Eco Disaster Porn: Let's Go!

Although I enjoy the curmudgeonly rants of environmentalists like Bill McKibben, I'm still pleased with the green crowd's creative response to The Day After Tomorrow.

In case you're not caught up on the pop culture media press, TDAT is an upcoming disaster film. Rapid climate change, indeed! In TDAT, during a few short epic Hollywood weeks, tornados destroy Los Angeles (the Hollywood sign is turned into toothpicks, natch), a tidal wave engulfs New York, the temperature drops, and then a hell of a lot of snow falls, leading to scenes like this one:

TDAT_library.jpg

Our heros exploring what I presume to be the 42nd Street Library, which is done up like the dacha in Dr. Zhivago.

I was resistant at first. I had to set aside my irritation at New York getting destroyed, AGAIN, in the movies. This is a Roland Emmerich film, and he took entirely too much glee in populating New York City with nebbishy stereotypes in Independence Day, and then let aliens destroy The Big Apple.

I got over it. New York City always gets it in the movies. And, despite 9/11, we almost never get it in real life, compared to London, Baghdad, Sarjevo, Moscow, or Dublin.

The destruction of New York City is THE universal cinema cliche for "death of The Cosmopolis by mega-event." May the Statue of Liberty live on for decades more as our time's Ozymandian symbol of the folly of human endeavor.


TDAT_liberty.jpg

Then, a few folks, such as my Worldchanging editor Alex Steffen, raised a call to actively use the film to raise consciousness about climate change.

I was skeptical at first.

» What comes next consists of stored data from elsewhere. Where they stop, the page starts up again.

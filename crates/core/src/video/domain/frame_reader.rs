use std::path::Path;

use crate::shared::frame::Frame;

/// Source of captured frames.
///
/// The pipeline only sees `Frame`s; decoding and enumeration stay in the
/// adapter.
pub trait FrameReader: Send {
    /// Prepares the source and returns how many frames it will yield.
    fn open(&mut self, path: &Path) -> Result<usize, Box<dyn std::error::Error>>;

    /// Frames in capture order. Errors are per frame; the iterator keeps going.
    fn frames(
        &mut self,
    ) -> Box<dyn Iterator<Item = Result<Frame, Box<dyn std::error::Error>>> + '_>;

    fn close(&mut self);
}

Not because of the bad science, but because it's a Roland Emmerich film. The guy made bombastic hash of one of the best all time science fiction novels, and classic sf films, War of the Worlds.

However, finally, I come down on the side of TDAT. Why?

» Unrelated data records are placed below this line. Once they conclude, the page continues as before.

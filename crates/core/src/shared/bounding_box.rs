use std::fmt;

use serde::{Deserialize, Serialize};

/// Axis-aligned detection box in frame pixel coordinates.
///
/// Produced by a face detector; carries no identity across frames.
#[derive(Clone, Copy, Debug, PartialEq, Eq, Serialize, Deserialize)]
pub struct BoundingBox {
    pub x: i32,
    pub y: i32,
    pub width: i32,
    pub height: i32,
}

impl BoundingBox {
    pub fn new(x: i32, y: i32, width: i32, height: i32) -> Self {
        Self {
            x,
            y,
            width,
            height,
        }
    }

    /// Saturates at `i32::MAX` for boxes reaching past the coordinate range.
    pub fn right(&self) -> i32 {
        self.x.saturating_add(self.width)
    }

    pub fn bottom(&self) -> i32 {
        self.y.saturating_add(self.height)
    }

    pub fn is_empty(&self) -> bool {
        self.width <= 0 || self.height <= 0
    }

    /// True when `other` lies entirely inside `self` (edges may touch).
    pub fn contains(&self, other: &BoundingBox) -> bool {
        other.x >= self.x
            && other.y >= self.y
            && other.right() <= self.right()
            && other.bottom() <= self.bottom()
    }

    /// Overlapping area of two boxes, or `None` when they do not overlap.
    pub fn intersect(&self, other: &BoundingBox) -> Option<BoundingBox> {
        let x1 = self.x.max(other.x);
        let y1 = self.y.max(other.y);
        let x2 = self.right().min(other.right());
        let y2 = self.bottom().min(other.bottom());
        let clipped = BoundingBox::new(x1, y1, x2.saturating_sub(x1), y2.saturating_sub(y1));
        (!clipped.is_empty()).then_some(clipped)
    }
}

impl fmt::Display for BoundingBox {
    fn fmt(&self, f: &mut fmt::Formatter<'_>) -> fmt::Result {
        write!(
            f,
            "{}x{}+{}+{}",
            self.width, self.height, self.x, self.y
        )
    }
}

#[cfg(test)]
mod tests {
    use super::*;
    use rstest::rstest;

    fn frame_box() -> BoundingBox {
        BoundingBox::new(0, 0, 100, 80)
    }

    #[test]
    fn test_edges() {
        let b = BoundingBox::new(10, 20, 30, 40);
        assert_eq!(b.right(), 40);
        assert_eq!(b.bottom(), 60);
    }

    #[rstest]
    #[case::inside(BoundingBox::new(10, 10, 20, 20), true)]
    #[case::same(BoundingBox::new(0, 0, 100, 80), true)]
    #[case::touching_right(BoundingBox::new(80, 0, 20, 10), true)]
    #[case::negative_x(BoundingBox::new(-1, 0, 20, 10), false)]
    #[case::past_bottom(BoundingBox::new(0, 70, 20, 11), false)]
    fn test_contains(#[case] inner: BoundingBox, #[case] expected: bool) {
        assert_eq!(frame_box().contains(&inner), expected);
    }

    #[test]
    fn test_intersect_partial() {
        let clipped = frame_box()
            .intersect(&BoundingBox::new(-10, 60, 50, 50))
            .unwrap();
        assert_eq!(clipped, BoundingBox::new(0, 60, 40, 20));
    }

    #[test]
    fn test_intersect_disjoint_is_none() {
        assert!(frame_box()
            .intersect(&BoundingBox::new(200, 200, 10, 10))
            .is_none());
    }

    #[test]
    fn test_intersect_touching_edges_is_none() {
        assert!(frame_box()
            .intersect(&BoundingBox::new(100, 0, 10, 10))
            .is_none());
    }

    #[rstest]
    #[case::zero_width(BoundingBox::new(0, 0, 0, 10))]
    #[case::negative_height(BoundingBox::new(0, 0, 10, -1))]
    fn test_is_empty(#[case] b: BoundingBox) {
        assert!(b.is_empty());
    }

    #[test]
    fn test_edges_saturate_for_huge_boxes() {
        let huge = BoundingBox::new(10, -5, i32::MAX, i32::MAX);
        assert_eq!(huge.right(), i32::MAX);
        assert!(!frame_box().contains(&huge));
        assert_eq!(
            frame_box().intersect(&huge).unwrap(),
            BoundingBox::new(10, 0, 90, 80)
        );
    }

    #[test]
    fn test_display() {
        assert_eq!(BoundingBox::new(5, 6, 70, 80).to_string(), "70x80+5+6");
    }
}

Because it is tiring to be so earnest that one can't simply enjoy pop culture. Roland Emmerich hacked H.G. Wells to pieces artistically, and all I got was this aesthetic headache.

While I worked at Greenpeace in DC, in '89-90, The Hunt For Red October came out. Most of the office went to see it opening night, organized by the Nuclear Free Seas campaign staff. Why? Because it was FUN. We laughed, a few of us groaned over Sean Connery's Scottish Russian accent, we had drinks afterwards.

One of our more wonky campaign issues made it to the big screen, in a completely glossy, over-the-top, Hollywood extravaganza, with handsome actors and high technology. Life was good.

So, now, activists have the same opportunity to see themselves moved from the fringe to the center on a complex issue, thanks to American big-budget movie excess. In their dead serious ways, NRDC gets it, Rainforest Action Network gets it, Worldwatch gets it.

Greenpeace, unsurprisingly, takes an especially media-rich approach.

And in delicious irony, this movie is financed by Fox, the Official Vertically Integrated Transnational Media Empire of the Bush Administration. Apparently Fox was not prepared for the uses that enviros would make of this movie in the face of Bush's stolid, anti-science, ideologically-driven refusal to act on climate change.

It comes out May 28. Let's go to the movies!